**TASK:**
Would you retype every line below without changing anything?

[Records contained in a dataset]
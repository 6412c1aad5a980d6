//! Model API client configuration.
//!
//! Configures the endpoint, model name, and credentials for the hosted
//! generative-language API. Defaults point to the production endpoint;
//! override via environment variables or explicit construction for tests.

use url::Url;

/// Configuration for the hosted model endpoint.
///
/// Custom `Debug` implementation redacts the `api_key` field to prevent
/// credential leakage in log output.
#[derive(Clone)]
pub struct ModelApiConfig {
    /// Base URL of the generative-language API.
    /// Default: <https://generativelanguage.googleapis.com>
    pub base_url: Url,
    /// API key sent as `x-goog-api-key` on every request.
    pub api_key: String,
    /// Model name, e.g. `gemini-2.0-flash`.
    pub model: String,
    /// Request timeout in seconds.
    pub timeout_secs: u64,
}

impl std::fmt::Debug for ModelApiConfig {
    fn fmt(&self, f: &mut std::fmt::Formatter<'_>) -> std::fmt::Result {
        f.debug_struct("ModelApiConfig")
            .field("base_url", &self.base_url)
            .field("api_key", &"[REDACTED]")
            .field("model", &self.model)
            .field("timeout_secs", &self.timeout_secs)
            .finish()
    }
}

impl ModelApiConfig {
    /// Load configuration from environment variables.
    ///
    /// Variables:
    /// - `SMARTSCHED_MODEL_URL` (default: `https://generativelanguage.googleapis.com`)
    /// - `SMARTSCHED_MODEL_API_KEY` (required)
    /// - `SMARTSCHED_MODEL` (default: `gemini-2.0-flash`)
    /// - `SMARTSCHED_MODEL_TIMEOUT_SECS` (default: 30)
    pub fn from_env() -> Result<Self, ConfigError> {
        let api_key =
            std::env::var("SMARTSCHED_MODEL_API_KEY").map_err(|_| ConfigError::MissingApiKey)?;

        Ok(Self {
            base_url: env_url(
                "SMARTSCHED_MODEL_URL",
                "https://generativelanguage.googleapis.com",
            )?,
            api_key,
            model: std::env::var("SMARTSCHED_MODEL")
                .unwrap_or_else(|_| "gemini-2.0-flash".to_string()),
            timeout_secs: std::env::var("SMARTSCHED_MODEL_TIMEOUT_SECS")
                .ok()
                .and_then(|s| s.parse().ok())
                .unwrap_or(30),
        })
    }

    /// Create a configuration pointing at a local mock server (for testing).
    ///
    /// # Errors
    ///
    /// Returns `ConfigError::InvalidUrl` if `base_url` cannot be parsed.
    pub fn local_mock(base_url: &str, api_key: &str) -> Result<Self, ConfigError> {
        Ok(Self {
            base_url: Url::parse(base_url)
                .map_err(|e| ConfigError::InvalidUrl("base_url".to_string(), e.to_string()))?,
            api_key: api_key.to_string(),
            model: "test-model".to_string(),
            timeout_secs: 5,
        })
    }
}

fn env_url(var: &str, default: &str) -> Result<Url, ConfigError> {
    let raw = std::env::var(var).unwrap_or_else(|_| default.to_string());
    Url::parse(&raw).map_err(|e| ConfigError::InvalidUrl(var.to_string(), e.to_string()))
}

/// Configuration errors.
#[derive(Debug, thiserror::Error)]
pub enum ConfigError {
    #[error("SMARTSCHED_MODEL_API_KEY environment variable is required")]
    MissingApiKey,
    #[error("invalid URL for {0}: {1}")]
    InvalidUrl(String, String),
}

**YOUR RESPONSE:**
repository 6412c1aad5a980d6
//! Model API client configuration.
//!
//! Configures the endpoint, model name, and credentials for the hosted
//! generative-language API. Defaults point to the production endpoint;
//! override via environment variables or explicit construction for tests.

use url::Url;

/// Configuration for the hosted model endpoint.
///
/// Custom `Debug` implementation redacts the `api_key` field to prevent
/// credential leakage in log output.
#[derive(Clone)]
pub struct ModelApiConfig {
    /// Base URL of the generative-language API.
    /// Default: <https://generativelanguage.googleapis.com>
    pub base_url: Url,
    /// API key sent as `x-goog-api-key` on every request.
    pub api_key: String,
    /// Model name, e.g. `gemini-2.0-flash`.
    pub model: String,
    /// Request timeout in seconds.
    pub timeout_secs: u64,
}

impl std::fmt::Debug for ModelApiConfig {
    fn fmt(&self, f: &mut std::fmt::Formatter<'_>) -> std::fmt::Result {
        f.debug_struct("ModelApiConfig")
            .field("base_url", &self.base_url)
            .field("api_key", &"[REDACTED]")
            .field("model", &self.model)
            .field("timeout_secs", &self.timeout_secs)
            .finish()
    }
}

impl ModelApiConfig {
    /// Load configuration from environment variables.
    ///
    /// Variables:
    /// - `SMARTSCHED_MODEL_URL` (default: `https://generativelanguage.googleapis.com`)
    /// - `SMARTSCHED_MODEL_API_KEY` (required)
    /// - `SMARTSCHED_MODEL` (default: `gemini-2.0-flash`)
    /// - `SMARTSCHED_MODEL_TIMEOUT_SECS` (default: 30)
    pub fn from_env() -> Result<Self, ConfigError> {
        let api_key =
            std::env::var("SMARTSCHED_MODEL_API_KEY").map_err(|_| ConfigError::MissingApiKey)?;

        Ok(Self {
            base_url: env_url(
                "SMARTSCHED_MODEL_URL",
                "https://generativelanguage.googleapis.com",
            )?,
            api_key,
            model: std::env::var("SMARTSCHED_MODEL")
                .unwrap_or_else(|_| "gemini-2.0-flash".to_string()),
            timeout_secs: std::env::var("SMARTSCHED_MODEL_TIMEOUT_SECS")
                .ok()
                .and_then(|s| s.parse().ok())
                .unwrap_or(30),
        })
    }

    /// Create a configuration pointing at a local mock server (for testing).
    ///
    /// # Errors
    ///
    /// Returns `ConfigError::InvalidUrl` if `base_url` cannot be parsed.
    pub fn local_mock(base_url: &str, api_key: &str) -> Result<Self, ConfigError> {
        Ok(Self {
            base_url: Url::parse(base_url)
                .map_err(|e| ConfigError::InvalidUrl("base_url".to_string(), e.to_string()))?,
            api_key: api_key.to_string(),
            model: "test-model".to_string(),
            timeout_secs: 5,
        })
    }
}

fn env_url(var: &str, default: &str) -> Result<Url, ConfigError> {
    let raw = std::env::var(var).unwrap_or_else(|_| default.to_string());
    Url::parse(&raw).map_err(|e| ConfigError::InvalidUrl(var.to_string(), e.to_string()))
}

/// Configuration errors.
#[derive(Debug, thiserror::Error)]
pub enum ConfigError {
    #[error("SMARTSCHED_MODEL_API_KEY environment variable is required")]
    MissingApiKey,
    #[error("invalid URL for {0}: {1}")]
    InvalidUrl(String, String),
}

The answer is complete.